Here we talk to David Anthony about all things VM…
MR: What originally attracted you to visual merchandising?
DA: The combination of art, being creative and being able to utilise it in a practical way that suits retail. I was taught the ‘old school’ techniques which see Visual Merchandising as an artform on the streets, with a retail placement. Having a window dressed as a set, like a theatre stage set, makes it an artistry. Things become a life of their own as they work and build together; how you display products creates not only a look but also a feel of the brand, too.
MR: How would you describe your brand?
DA: My brand is simple. The branding logo is both a name and pattern, which I created myself. Elements of any design need to work logically and aesthetically in people’s minds and not have the focus on too many things. I think it has a nice balance and contrast which creates and replicates how the brand looks and feels. The aesthetic of the website is very much akin to who I am and what I’m about.
MR: What makes a shop stand out for you?
DA: When it is creative and shows care about what the brand is, and there is a clear sign that effort has gone into the thought behind the window. The whole inside of the shop should continue to portray that feel: from the fascia and window the journey inside needs to be creative and interesting grabbing your complete attention.
MR: What do you enjoy most about creating new displays?
DA: Being able to work with a product that inspires you and being able to make something creative for a retail shop. Visual merchandising, for me, is like a set design. These old school ideas and techniques curate the initial space and apply these techniques to make the shop an art gallery of their products.
MR: How do you help shops improve their visual merchandising?

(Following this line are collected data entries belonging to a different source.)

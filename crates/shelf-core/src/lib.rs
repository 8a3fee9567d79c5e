//! Core types for the Shelf in-memory resource store.
//!
//! This crate defines the record model, the field schema used by the
//! validation gate, and the error taxonomy shared by every store backend.
//! It contains no storage logic and performs no I/O.

pub mod error;
pub mod record;
pub mod schema;

pub use error::{ErrorCategory, Result, StoreError};
pub use record::{Fields, Record};
pub use schema::{FieldKind, FieldSpec, Schema, UnknownFieldPolicy};
use std::path::PathBuf;

use clap::{Parser, Subcommand, ValueEnum};

#[derive(Parser)]
#[command(name = "shelf")]
#[command(about = "Shelf CLI — drive an in-memory CRUD resource store")]
#[command(version)]
pub struct Cli {
    #[command(subcommand)]
    pub command: Commands,

    /// Store config file: schema and seed records in TOML
    /// (a built-in todo schema is used when omitted)
    #[arg(short, long, global = true, env = "SHELF_CONFIG")]
    pub config: Option<PathBuf>,

    /// Output format
    #[arg(short, long, global = true)]
    pub format: Option<OutputFormat>,
}

#[derive(Clone, Copy, ValueEnum, Default)]
pub enum OutputFormat {
    /// One-line JSON bodies
    #[default]
    Json,
    /// Pretty-printed JSON bodies
    Pretty,
}

#[derive(Subcommand)]
pub enum Commands {
    /// Build a store from the config and apply a script of operations
    Run(RunArgs),
    /// Print the effective schema as JSON
    Schema,
}

#[derive(clap::Args)]
pub struct RunArgs {
    /// Script file, one JSON operation per line (reads stdin when omitted)
    pub script: Option<PathBuf>,
}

DA: This works differently for different brands, for example whether the client has an idea in mind and only needs a little help to bring to life their vision or has a completely blank space and needs help from the beginning to the end. I actually like being able to start fresh or when the space is a mess, and then see how the space develops and grows. The aesthetic will be designed around creating a customer experience, how the company operates and the look and feel of the brand from a 360° angle.
All these are considerations when creating something that looks good and fulfils what the customer actually wants from their experience of the brand, from start to finish. Ensuring that all the different business roles and objectives are met, by knowing what the different functions are, helps to meet objectives and key components of the business too. It is important to know that you can’t please everyone. Not every person that walks past will like your space but your typical or ideal customer should be inspired by it and want to come in!
MR: Do you have any role models in the industry?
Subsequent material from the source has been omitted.